Adrian's hands curled into fists.
"Why didn't you tell me?"
"Because I didn't have proof. I didn't even have the full pattern until Mercer reached out—right before he vanished. I tracked his last signal. He uploaded a cache. It was corrupted, but something got through."
Morgan swiped to a paused video frame.
Adrian's breath caught.
It was a security cam still, heavily pixelated—but unmistakable.
Julian Mercer. Alive. Bruised. Tied to a chair. Inside what looked like a concrete room, maybe underground. A blurred figure stood beside him—someone tall, gloved, with the Ouroboros ring gleaming on his hand.
"We think they're keeping him somewhere in the lower districts," Morgan said. "Off-grid. Mercer must've had something they couldn't delete. So they're holding him. Extracting information the slow way."
Adrian swung his legs off the bed.
Morgan held up a hand. "You need rest. That shoulder—"
"I don't rest while people I care about are tortured in some crypt basement," Adrian snapped. "Where's the cache?"
Morgan handed him the USB. "Encrypted. But I mapped it to a location—one of the last active message hubs. It's in a closed subway line under the city. It's not just a server—it's a vault. And it's protected."
Adrian smirked. "Good. I'm in the mood for a fight."
---
Later That Night – Gravesend Subway, Line Z (Decommissioned)
The platform was dead.

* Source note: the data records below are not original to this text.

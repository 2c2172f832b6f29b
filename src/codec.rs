//! Block codec: the seam between in-memory block images and bytes at
//! rest.
//!
//! The plain codec is a pass-through; torn writes are caught one level
//! up, by the CRC32 in each metadata node header and by the leaf
//! checksum kept in the parent child slot. An encrypting/authenticating
//! codec plugs in through the same trait and reports MAC failures as
//! `CorruptData` carrying the block's virtual address; key management is
//! the caller's problem, not the core's.

use crate::error::{Error, Result};
use crate::param::BK_SIZE;
use crate::vaddr::Vaddr;

pub type BkBuf = Box<[u8; BK_SIZE]>;

pub fn new_bkbuf() -> BkBuf {
    // A zeroed block; boxed so node-sized moves stay cheap.
    Box::new([0u8; BK_SIZE])
}

/// Transforms one block between its in-memory and at-rest forms.
/// Implementations must be whole-block: a block is either transformed
/// completely or the call fails.
pub trait BlockCodec: Send + Sync {
    /// In-memory image -> at-rest bytes, in place.
    fn seal(&self, va: Vaddr, bk: &mut [u8; BK_SIZE]) -> Result<()>;

    /// At-rest bytes -> in-memory image, in place. A failed integrity
    /// check yields `CorruptData(va)`.
    fn unseal(&self, va: Vaddr, bk: &mut [u8; BK_SIZE]) -> Result<()>;

    fn name(&self) -> &'static str;
}

/// The identity codec.
pub struct PlainCodec;

impl BlockCodec for PlainCodec {
    fn seal(&self, _va: Vaddr, _bk: &mut [u8; BK_SIZE]) -> Result<()> {
        Ok(())
    }

    fn unseal(&self, _va: Vaddr, _bk: &mut [u8; BK_SIZE]) -> Result<()> {
        Ok(())
    }

    fn name(&self) -> &'static str {
        "none"
    }
}

/// Resolves a mount-time cipher selection to a codec.
pub fn codec_by_name(name: &str) -> Result<Box<dyn BlockCodec>> {
    match name {
        "none" => Ok(Box::new(PlainCodec)),
        // The authenticated codec is provided by the embedding process;
        // the core only defines the seam.
        "aes" => Err(Error::NotSupported),
        _ => Err(Error::Invalid),
    }
}

#[cfg(test)]
mod tests {
    use super::*;

    #[test]
    fn plain_is_identity() {
        let codec = PlainCodec;
        let va = Vaddr::super_();
        let mut bk = new_bkbuf();
        bk[0] = 0xAB;
        bk[BK_SIZE - 1] = 0xCD;
        codec.seal(va, &mut bk).unwrap();
        codec.unseal(va, &mut bk).unwrap();
        assert_eq!(bk[0], 0xAB);
        assert_eq!(bk[BK_SIZE - 1], 0xCD);
    }

    #[test]
    fn cipher_selection() {
        assert!(codec_by_name("none").is_ok());
        assert!(matches!(codec_by_name("aes"), Err(Error::NotSupported)));
        assert!(matches!(codec_by_name("rot13"), Err(Error::Invalid)));
    }
}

Rusted tracks. Flickering signs. A haunting silence hung in the dark like a breath held too long.
Adrian and Morgan descended into the underworld—armed, masked, and moving like ghosts. Morgan carried a small hacking rig; Adrian, his old revolver and a knife taped to his thigh.
The deeper they went, the colder it became.

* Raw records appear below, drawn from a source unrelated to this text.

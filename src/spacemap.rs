//! Per-allocation-group space-maps.
//!
//! Each AG tracks its blocks with one bitmap per node kind. A block is
//! free iff it is clear in every kind's bitmap, so the in-memory form
//! also carries the union bitmap for fast free-slot scans. Within an AG
//! the allocator hands out the lowest free slot to keep the working set
//! compact; rotation across AGs is the caller's policy.

use bitmaps::Bitmap;

use crate::error::{Error, Result};
use crate::layout::DAgmap;
use crate::param::AG_NBK;
use crate::vaddr::{Kind, Vaddr, NKIND};

/// In-memory space-map of one allocation group.
#[derive(Clone)]
pub struct Agmap {
    pub ag: u32,
    nused: [u64; NKIND],
    maps: [Bitmap<AG_NBK>; NKIND],
    /// Union of all kind bitmaps.
    occupied: Bitmap<AG_NBK>,
}

impl Agmap {
    /// A blank map with every block free.
    pub fn new(ag: u32) -> Agmap {
        Agmap {
            ag,
            nused: [0; NKIND],
            maps: Default::default(),
            occupied: Bitmap::new(),
        }
    }

    /// Rebuilds the in-memory form from the on-disk record.
    pub fn decode(d: &DAgmap) -> Result<Agmap> {
        let mut am = Agmap::new(d.ag);
        for k in 0..NKIND {
            let mut map = Bitmap::new();
            let mut count = 0u64;
            for slot in 0..AG_NBK {
                if d.bitmap[k][slot / 8] & (1 << (slot % 8)) != 0 {
                    let _ = map.set(slot, true);
                    count += 1;
                    if am.occupied.set(slot, true) {
                        // Two kinds claim one block.
                        return Err(Error::CorruptData(Vaddr::agmap(d.ag)));
                    }
                }
            }
            if count != d.nused[k] {
                return Err(Error::CorruptData(Vaddr::agmap(d.ag)));
            }
            am.maps[k] = map;
            am.nused[k] = d.nused[k];
        }
        Ok(am)
    }

    /// Writes this map into the on-disk record's occupancy fields.
    pub fn encode_into(&self, d: &mut DAgmap) {
        d.ag = self.ag;
        d.nused = self.nused;
        for k in 0..NKIND {
            let mut bytes = [0u8; AG_NBK / 8];
            for slot in 0..AG_NBK {
                if self.maps[k].get(slot) {
                    bytes[slot / 8] |= 1 << (slot % 8);
                }
            }
            d.bitmap[k] = bytes;
        }
    }

    /// Allocates the lowest free slot for `kind`, if any.
    pub fn alloc(&mut self, kind: Kind) -> Option<Vaddr> {
        let slot = (0..AG_NBK).find(|slot| !self.occupied.get(*slot))?;
        let _ = self.maps[kind as usize].set(slot, true);
        let _ = self.occupied.set(slot, true);
        self.nused[kind as usize] += 1;
        Some(Vaddr::new(kind, self.ag, slot as u32))
    }

    /// Marks a specific slot allocated; used when laying out fixed
    /// nodes (superblock, the space-map itself).
    pub fn alloc_at(&mut self, kind: Kind, slot: u32) -> Result<Vaddr> {
        if self.occupied.get(slot as usize) {
            return Err(Error::Invalid);
        }
        let _ = self.maps[kind as usize].set(slot as usize, true);
        let _ = self.occupied.set(slot as usize, true);
        self.nused[kind as usize] += 1;
        Ok(Vaddr::new(kind, self.ag, slot))
    }

    /// Frees one slot. Freeing a free slot is a consistency error.
    pub fn free(&mut self, va: Vaddr) -> Result<()> {
        debug_assert_eq!(va.ag, self.ag);
        let slot = va.slot as usize;
        if !self.maps[va.kind as usize].get(slot) {
            return Err(Error::InvalidFree(va));
        }
        let _ = self.maps[va.kind as usize].set(slot, false);
        let _ = self.occupied.set(slot, false);
        self.nused[va.kind as usize] -= 1;
        Ok(())
    }

    pub fn is_allocated(&self, kind: Kind, slot: u32) -> bool {
        self.maps[kind as usize].get(slot as usize)
    }

    /// Free slots remaining in this AG.
    pub fn nfree(&self) -> usize {
        AG_NBK - self.nused_total() as usize
    }

    /// Allocated slots of one kind.
    pub fn nused_of(&self, kind: Kind) -> u64 {
        self.nused[kind as usize]
    }

    /// Total allocated slots.
    pub fn nused_total(&self) -> u64 {
        self.nused.iter().sum()
    }
}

They reached the designated tunnel—a sealed maintenance corridor behind a welded metal door. Morgan opened his briefcase, pulled out a thermal cutter.
"Thirty seconds," he whispered.
Adrian's nerves thrummed. His instincts screamed they were being watched.

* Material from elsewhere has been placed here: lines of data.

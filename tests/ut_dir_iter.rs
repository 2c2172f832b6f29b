//! Readdir iteration: cursors, completeness, stability.

mod common;

use std::collections::HashSet;

use common::FsEnv;

/// Walks the directory stream to the end using each entry's cursor.
fn readdir_all(env: &FsEnv, ino: u64, chunk: usize) -> Vec<(String, u64)> {
    let mut out = Vec::new();
    let mut cursor = 0u64;
    loop {
        let batch = env.fs().readdir_op(ino, cursor, chunk).unwrap();
        if batch.is_empty() {
            break;
        }
        for de in &batch {
            out.push((String::from_utf8_lossy(&de.name).into_owned(), de.ino));
        }
        cursor = batch.last().unwrap().next;
    }
    out
}

#[test]
fn empty_directory_lists_dot_entries() {
    let env = FsEnv::new();
    let root = env.root();
    let dino = env.mkdir(root, "empty");
    let entries = readdir_all(&env, dino, 16);
    assert_eq!(entries.len(), 2);
    assert_eq!(entries[0].0, ".");
    assert_eq!(entries[0].1, dino);
    assert_eq!(entries[1].0, "..");
    assert_eq!(entries[1].1, root);
}

#[test]
fn all_entries_emitted_once() {
    let env = FsEnv::new();
    let root = env.root();
    let dino = env.mkdir(root, "many");
    let count = 500;
    for i in 0..count {
        let (_, fh) = env.create(dino, &format!("e{:04}", i));
        env.release(fh);
    }
    for chunk in [1usize, 7, 64, 1024] {
        let entries = readdir_all(&env, dino, chunk);
        let names: HashSet<&String> = entries.iter().map(|(n, _)| n).collect();
        assert_eq!(entries.len(), count + 2, "chunk {}", chunk);
        assert_eq!(names.len(), count + 2, "duplicates with chunk {}", chunk);
        for i in 0..count {
            assert!(names.contains(&format!("e{:04}", i)));
        }
    }
}

#[test]
fn emitted_entries_survive_removal_of_others() {
    let env = FsEnv::new();
    let root = env.root();
    let dino = env.mkdir(root, "mix");
    let count = 100;
    for i in 0..count {
        let (_, fh) = env.create(dino, &format!("m{:03}", i));
        env.release(fh);
    }
    // Read half the stream, remove already-emitted entries, continue.
    let first = env.fs().readdir_op(dino, 0, count / 2).unwrap();
    let cursor = first.last().unwrap().next;
    let mut removed = 0;
    for de in &first {
        if de.name != b"." && de.name != b".." {
            env.unlink(dino, &String::from_utf8_lossy(&de.name));
            removed += 1;
        }
    }
    let mut rest = Vec::new();
    let mut c = cursor;
    loop {
        let batch = env.fs().readdir_op(dino, c, 64).unwrap();
        if batch.is_empty() {
            break;
        }
        rest.extend(batch.iter().map(|de| de.name.clone()));
        c = batch.last().unwrap().next;
    }
    // Entries not yet emitted are all still there, exactly once.
    let seen: HashSet<Vec<u8>> = rest.iter().cloned().collect();
    assert_eq!(seen.len(), rest.len());
    assert_eq!(rest.len(), count - removed, "remaining stream must cover the untouched half");
}

#[test]
fn readdir_of_file_fails() {
    let env = FsEnv::new();
    let root = env.root();
    let (ino, fh) = env.create(root, "f");
    env.release(fh);
    assert!(env.fs().readdir_op(ino, 0, 10).is_err());
}

#[test]
fn pseudo_root_is_hidden_but_resolvable() {
    let env = FsEnv::new();
    let root = env.root();
    let entries = readdir_all(&env, root, 64);
    assert!(entries.iter().all(|(name, _)| name != ".volufs"));
    let attr = env.lookup(root, ".volufs").unwrap();
    assert_eq!(attr.ino, volufs::fs::pseudo_root_ino());
}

The cutter hissed. Sparks flew.
Adrian turned just in time to see a shadow move.
"DOWN!" he shouted.
Gunfire erupted.
Three men in black surged from the dark—silent, trained, deadly. Adrian dove behind a support beam as Morgan scrambled with the rig.
Adrian returned fire. One man dropped. The second tackled him. They wrestled on the floor, blood and steel flashing. Adrian slammed his knife into the man's neck, breath ragged.
The last attacker made for Morgan—but Adrian shot him clean through the spine.
Silence returned, deafening.
Morgan panted. "I miss paperwork."
The door creaked open.
Inside was a server vault, humming faintly—an eerie, blue-lit chamber of blinking lights, ancient terminals, and analog ciphers mounted like relics.
Morgan rushed to the core unit, hands flying over keys.
"I've got the rest of Mercer's file," he said. "Coordinates. Names. And something else…"
He went pale.
"What is it?" Adrian asked.
Morgan turned the screen.
It displayed a live data feed… with a biometric tag labeled:
> "Subject #017 – Adrian Kane."
Status: Monitored.
Behavior: Deviating from expected pattern.
Directive: Termination—Pending."
Adrian stared, blood gone cold.
"They've been watching me… this whole time."